Practical methods to estimate whole body leucine oxidation in maple syrup urine disease

Abstract

We report the comparison of noninvasive methods to estimate whole body leucine oxidation in patients who have maple syrup urine disease. We used both an i.v. and an oral bolus of L-[1-13C]leucine and quantitated 13CO2 in expired air. Both methods differentiated patients with maple syrup urine disease from heterozygous and control subjects. Eight patients, whose disease differed in clinical severity, were selected for study and had a range of impaired values for whole body leucine oxidation. Six h after an i.v. bolus dose of L-[1-13C]-L-leucine, 13CO2 recoveries ranged from 0.8 to 19.7%. Three of the eight patients had significant increases in 13CO2 production after supraphysiologic thiamine therapy. After the oral dose of L-[1-13C]leucine, homozygous affected children produced less 13CO2 than normal, age-matched, childhood controls. In addition, the oxidation of orally administered L-[1-13C]leucine was reduced significantly in adult heterozygotes compared with adult controls.
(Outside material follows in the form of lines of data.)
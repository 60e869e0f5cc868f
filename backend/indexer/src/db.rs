//! Database layer: migrations, the append-only event log, the ledger
//! snapshot projection and cursor management.
//!
//! Each newly inserted event is folded into `projects` / `pool` inside the
//! same transaction, so the snapshot always reflects exactly the events in
//! the log and satisfies
//!
//! ```text
//! pool.balance == pool.reserve + Σ (contributions − allocated)
//! ```

use std::str::FromStr;

use sqlx::sqlite::{SqliteConnectOptions, SqlitePoolOptions};
use sqlx::{Sqlite, SqlitePool, Transaction};
use tracing::{info, warn};

use crate::errors::{IndexerError, Result};
use crate::events::{parse_amount, CcDaoEvent, EventKind, EventRecord, PoolRecord, ProjectRecord};

/// Establish a SQLite connection pool and run pending migrations.
pub async fn init_pool(database_url: &str) -> Result<SqlitePool> {
    let url = if database_url.starts_with("sqlite:") {
        database_url.to_string()
    } else {
        format!("sqlite:{database_url}")
    };
    let options = SqliteConnectOptions::from_str(&url)?.create_if_missing(true);
    connect(options, 5).await
}

async fn connect(options: SqliteConnectOptions, max_connections: u32) -> Result<SqlitePool> {
    let pool = SqlitePoolOptions::new()
        .max_connections(max_connections)
        .connect_with(options)
        .await?;

    sqlx::migrate!("./migrations").run(&pool).await?;
    info!("Database migrations applied successfully");
    Ok(pool)
}

// ─────────────────────────────────────────────────────────
// Cursor helpers
// ─────────────────────────────────────────────────────────

/// Read the last-seen ledger; `0` when nothing has been indexed yet.
pub async fn get_last_ledger(pool: &SqlitePool) -> Result<i64> {
    let row: Option<(i64,)> = sqlx::query_as("SELECT last_ledger FROM indexer_cursor WHERE id = 1")
        .fetch_optional(pool)
        .await?;
    Ok(row.map(|(v,)| v).unwrap_or(0))
}

/// Persist the last-seen ledger and the pagination cursor.
pub async fn save_cursor(
    pool: &SqlitePool,
    last_ledger: i64,
    last_cursor: Option<&str>,
) -> Result<()> {
    sqlx::query("UPDATE indexer_cursor SET last_ledger = ?1, last_cursor = ?2 WHERE id = 1")
        .bind(last_ledger)
        .bind(last_cursor)
        .execute(pool)
        .await?;
    Ok(())
}

/// Read back the raw cursor string (used to resume pagination mid-ledger).
pub async fn get_cursor_string(pool: &SqlitePool) -> Result<Option<String>> {
    let row: Option<(Option<String>,)> =
        sqlx::query_as("SELECT last_cursor FROM indexer_cursor WHERE id = 1")
            .fetch_optional(pool)
            .await?;
    Ok(row.and_then(|(v,)| v))
}

// ─────────────────────────────────────────────────────────
// Event writes
// ─────────────────────────────────────────────────────────

/// Persist a batch of decoded events and fold the new ones into the snapshot.
///
/// Events whose `event_id` is already stored are skipped, so replaying a
/// page is harmless. An event missing the amount or project the snapshot
/// needs is stored as `unknown` and left out of the snapshot, so one bad
/// event never blocks the rest of the page. Returns the number of newly
/// stored events.
pub async fn insert_events(pool: &SqlitePool, events: &[CcDaoEvent]) -> Result<usize> {
    let mut tx = pool.begin().await?;
    let mut count = 0usize;

    for ev in events {
        let kind = match ev.check_snapshot_fields() {
            Ok(()) => ev.kind,
            Err(e) => {
                warn!("Storing event {} as unknown: {e}", ev.event_id);
                EventKind::Unknown
            }
        };

        let rows_affected = sqlx::query(
            r#"
            INSERT OR IGNORE INTO events
                (event_id, event_type, project_id, actor, amount, ledger, timestamp,
                 contract_id, tx_hash)
            VALUES (?1, ?2, ?3, ?4, ?5, ?6, ?7, ?8, ?9)
            "#,
        )
        .bind(&ev.event_id)
        .bind(kind.as_str())
        .bind(&ev.project_id)
        .bind(&ev.actor)
        .bind(&ev.amount)
        .bind(ev.ledger)
        .bind(ev.timestamp)
        .bind(&ev.contract_id)
        .bind(&ev.tx_hash)
        .execute(&mut *tx)
        .await?
        .rows_affected();

        if rows_affected == 1 {
            apply_to_snapshot(&mut tx, kind, ev).await?;
            count += 1;
        }
    }

    tx.commit().await?;
    Ok(count)
}

async fn apply_to_snapshot(
    tx: &mut Transaction<'_, Sqlite>,
    kind: EventKind,
    ev: &CcDaoEvent,
) -> Result<()> {
    match kind {
        EventKind::ProjectRegistered => {
            let target = ev.amount_value()?;
            sqlx::query(
                r#"
                INSERT INTO projects (project_id, target, registered_ledger)
                VALUES (?1, ?2, ?3)
                ON CONFLICT (project_id) DO UPDATE
                    SET target = excluded.target,
                        registered_ledger = excluded.registered_ledger
                "#,
            )
            .bind(ev.project()?)
            .bind(target.to_string())
            .bind(ev.ledger)
            .execute(&mut **tx)
            .await?;
        }
        EventKind::FundsReceived => {
            let amount = ev.amount_value()?;
            adjust_pool(tx, amount, amount, ev.ledger).await?;
        }
        EventKind::ProjectCredited => {
            let amount = ev.amount_value()?;
            adjust_project(tx, ev, amount, 0).await?;
            adjust_pool(tx, 0, -amount, ev.ledger).await?;
        }
        EventKind::Allocation => {
            let amount = ev.amount_value()?;
            adjust_project(tx, ev, 0, amount).await?;
            adjust_pool(tx, -amount, 0, ev.ledger).await?;
        }
        EventKind::Unknown => {}
    }
    Ok(())
}

async fn adjust_pool(
    tx: &mut Transaction<'_, Sqlite>,
    balance_delta: i128,
    reserve_delta: i128,
    ledger: i64,
) -> Result<()> {
    let (balance, reserve): (String, String) =
        sqlx::query_as("SELECT balance, reserve FROM pool WHERE id = 1")
            .fetch_one(&mut **tx)
            .await?;

    let balance = checked_add(&balance, balance_delta)?;
    let reserve = checked_add(&reserve, reserve_delta)?;

    sqlx::query(
        "UPDATE pool SET balance = ?1, reserve = ?2, last_ledger = MAX(last_ledger, ?3) WHERE id = 1",
    )
    .bind(balance)
    .bind(reserve)
    .bind(ledger)
    .execute(&mut **tx)
    .await?;
    Ok(())
}

async fn adjust_project(
    tx: &mut Transaction<'_, Sqlite>,
    ev: &CcDaoEvent,
    contributions_delta: i128,
    allocated_delta: i128,
) -> Result<()> {
    let project_id = ev.project()?;
    let row: Option<(String, String)> =
        sqlx::query_as("SELECT contributions, allocated FROM projects WHERE project_id = ?1")
            .bind(project_id)
            .fetch_optional(&mut **tx)
            .await?;

    // Indexing may start after the registration ledger; keep the counters
    // anyway with an unknown (zero) target.
    let (contributions, allocated) = match row {
        Some(row) => row,
        None => {
            warn!("{} for unindexed project {project_id}", ev.kind.as_str());
            sqlx::query("INSERT INTO projects (project_id, target) VALUES (?1, '0')")
                .bind(project_id)
                .execute(&mut **tx)
                .await?;
            ("0".to_string(), "0".to_string())
        }
    };

    sqlx::query("UPDATE projects SET contributions = ?1, allocated = ?2 WHERE project_id = ?3")
        .bind(checked_add(&contributions, contributions_delta)?)
        .bind(checked_add(&allocated, allocated_delta)?)
        .bind(project_id)
        .execute(&mut **tx)
        .await?;
    Ok(())
}

fn checked_add(current: &str, delta: i128) -> Result<String> {
    parse_amount(current)?
        .checked_add(delta)
        .map(|v| v.to_string())
        .ok_or_else(|| IndexerError::Amount(format!("{current} + {delta} overflows")))
}

// ─────────────────────────────────────────────────────────
// Event reads
// ─────────────────────────────────────────────────────────

/// Fetch all events for a given project, ordered by ledger ascending.
pub async fn get_events_for_project(
    pool: &SqlitePool,
    project_id: &str,
) -> Result<Vec<EventRecord>> {
    let rows = sqlx::query_as::<_, EventRecord>(
        r#"
        SELECT id, event_id, event_type, project_id, actor, amount, ledger, timestamp,
               contract_id, tx_hash, created_at
        FROM   events
        WHERE  project_id = ?1
        ORDER  BY ledger ASC, id ASC
        "#,
    )
    .bind(project_id)
    .fetch_all(pool)
    .await?;
    Ok(rows)
}

/// Fetch all events, ordered by ledger ascending.
pub async fn get_all_events(pool: &SqlitePool) -> Result<Vec<EventRecord>> {
    let rows = sqlx::query_as::<_, EventRecord>(
        r#"
        SELECT id, event_id, event_type, project_id, actor, amount, ledger, timestamp,
               contract_id, tx_hash, created_at
        FROM   events
        ORDER  BY ledger ASC, id ASC
        "#,
    )
    .fetch_all(pool)
    .await?;
    Ok(rows)
}

// ─────────────────────────────────────────────────────────
// Snapshot reads
// ─────────────────────────────────────────────────────────

pub async fn get_projects(pool: &SqlitePool) -> Result<Vec<ProjectRecord>> {
    let rows = sqlx::query_as::<_, ProjectRecord>(
        r#"
        SELECT project_id, target, contributions, allocated, registered_ledger
        FROM   projects
        ORDER  BY registered_ledger ASC, project_id ASC
        "#,
    )
    .fetch_all(pool)
    .await?;
    Ok(rows)
}

pub async fn get_project(pool: &SqlitePool, project_id: &str) -> Result<ProjectRecord> {
    sqlx::query_as::<_, ProjectRecord>(
        r#"
        SELECT project_id, target, contributions, allocated, registered_ledger
        FROM   projects
        WHERE  project_id = ?1
        "#,
    )
    .bind(project_id)
    .fetch_optional(pool)
    .await?
    .ok_or_else(|| IndexerError::NotFound(format!("project {project_id}")))
}

pub async fn get_pool(pool: &SqlitePool) -> Result<PoolRecord> {
    let row = sqlx::query_as::<_, PoolRecord>(
        "SELECT balance, reserve, last_ledger FROM pool WHERE id = 1",
    )
    .fetch_one(pool)
    .await?;
    Ok(row)
}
The proportion of whole body leucine oxidation by affected children was comparatively greater than that by their cultured cells, but cellular oxidation correlated significantly with whole body oxidation of leucine among affected patients. We conclude that these simplified analyses of whole body leucine oxidation define the degree of impaired branched-chain alpha-ketoacid dehydrogenase activity in patients with differing types of maple syrup urine disease and distinguish the subpopulation who might benefit from thiamine supplementation.